MFC also includes an extensive diagnostic memory allocator.  You
diagnostic memory allocator to make sure that you free all memory
resources before your program exits.  The diagnostic
allocator will track the source file and line number of an
allocation, so if you use the CMemoryState::DumpAllObjectsSince
API you can locate any remaining allocations.  A good place to
use this API is in the ExitInstance member function of CWinApp
(which you can override, but be sure to call the base class 
ExitInstance.)  Additionally, if you have a rather tricky piece
of code that does lots of allocations and deallocations, you can
use the CMemoryState::Checkpoint and CMemoryState::Difference
APIs to be sure to leave the world in a steady state after
executing such code.


Windows 3.1 STRICT type checking
================================

STRICT type checking is an option available with the new
WINDOWS.H header file.  Before a discussion of the use
of STRICT, a brief description of C++ typesafe linkage is
in order.

In C++ you are permitted to have many functions with the
same name, so long as these functions have different formal
parameter lists.  In order to have unique link symbols, the
C++ compiler will "decorate" these names using an algorithm
that encodes information about a function such as the name,
number and type of formal parameters, calling convention, etc.
This newly generated name is used as the external link symbol
for the function.  This is known as typesafe linkage and is a 
big benefit of C++.  This name decoration does not apply to
functions within an extern "C" block, and is why all APIs in
WINDOWS.H are in such a block.

STRICT typechecking in WINDOWS.H attempts to imitate C++ type
safety for C by using distinct types to represent all the different
HANDLES in Windows.  So for example, STRICT prevents you from
mistakenly passing an HPEN to a routine expecting an HBITMAP.
Since the Windows APIs are all within extern "C" { } blocks,
they are not decorated in the manner described above.  STRICT
plays tricks with the C compiler by changing the types of
the various Windows typedefs to make them unique (specifically
it uses different pointer types to represent HANDLEs, which cannot
be freely converted without an explicit cast.)

As you can see, if you have STRICT typechecking enabled in
one file, but not in another, the C++ compiler will generate
different external link symbols for a single function.  This
will result in link time errors.  Therefore, it is recommended
that you use STRICT typechecking only for C modules (those that
end in .C).  Additionally, STRICT is a compile time only
option, so once you sucessfully compile your code the benefits
of STRICT are completely realized.

MFC accomplishes all of STRICT static typechecking, plus a whole
lot more, by using the C++ language.  Therefore, STRICT is disabled
by default.  If you wish to use STRICT you will need to recompile
the MFC libraries that you regularly use (because of typesafe
linkage, the external link symbols are different between STRICT
and non-STRICT.)

The following are guidelines for using STRICT with C/C++/MFC.

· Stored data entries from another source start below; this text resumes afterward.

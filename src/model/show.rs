//! Show and episode entities.

use std::time::Duration;

use serde::Deserialize;

use super::{Image, Page, ReleaseDate, ReleaseDatePrecision, WirePage};

/// Show as sent on the wire. The embedded `episodes` page only appears in
/// the full representation.
#[derive(Debug, Clone, Deserialize)]
pub struct WireShow {
    pub id: String,
    pub name: String,
    pub uri: String,
    pub publisher: String,
    pub description: Option<String>,
    pub images: Vec<Image>,
    pub total_episodes: Option<u32>,
    pub explicit: bool,
    pub episodes: Option<WirePage<WireEpisode>>,
}

/// Episode as sent on the wire.
#[derive(Debug, Clone, Deserialize)]
pub struct WireEpisode {
    pub id: String,
    pub name: String,
    pub uri: String,
    pub duration_ms: u64,
    pub explicit: bool,
    pub description: Option<String>,
    pub release_date: Option<String>,
    pub release_date_precision: Option<ReleaseDatePrecision>,
    pub images: Option<Vec<Image>>,
}

/// Mapped show.
#[derive(Debug, Clone, PartialEq)]
pub struct Show {
    pub id: String,
    pub name: String,
    pub uri: String,
    pub publisher: String,
    pub description: Option<String>,
    pub images: Vec<Image>,
    pub total_episodes: Option<u32>,
    pub explicit: bool,
    pub episodes: Option<Page<Episode>>,
}

/// Mapped episode.
#[derive(Debug, Clone, PartialEq)]
pub struct Episode {
    pub id: String,
    pub name: String,
    pub uri: String,
    pub duration: Duration,
    pub explicit: bool,
    pub description: Option<String>,
    pub release_date: Option<ReleaseDate>,
    pub images: Option<Vec<Image>>,
}

impl From<WireShow> for Show {
    fn from(wire: WireShow) -> Self {
        Self {
            id: wire.id,
            name: wire.name,
            uri: wire.uri,
            publisher: wire.publisher,
            description: wire.description,
            images: wire.images,
            total_episodes: wire.total_episodes,
            explicit: wire.explicit,
            episodes: wire.episodes.map(WirePage::map_into),
        }
    }
}

impl From<WireEpisode> for Episode {
    fn from(wire: WireEpisode) -> Self {
        let release_date = match (wire.release_date, wire.release_date_precision) {
            (Some(date), Some(precision)) => Some(ReleaseDate { date, precision }),
            _ => None,
        };

        Self {
            id: wire.id,
            name: wire.name,
            uri: wire.uri,
            duration: Duration::from_millis(wire.duration_ms),
            explicit: wire.explicit,
            description: wire.description,
            release_date,
            images: wire.images,
        }
    }
}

If you have existing Windows 3.0 C code and you wish to keep it as C code,
you can either work to make it STRICT compliant or not, that option is
yours.  Be sure to use C++ conventions for your exported header file
such as putting extern "C" { } around your C APIs if you intend on
using the header file within any C++ code.  If you have existing Windows
3.1 STRICT C code, then moving it to C++/MFC eliminates the need for
STRICT.  

For any C code that you have, the use of STRICT is optional
and encouraged.  For C++ code, you should use STRICT with
great care, if at all, because of the issues of typesafe linkage.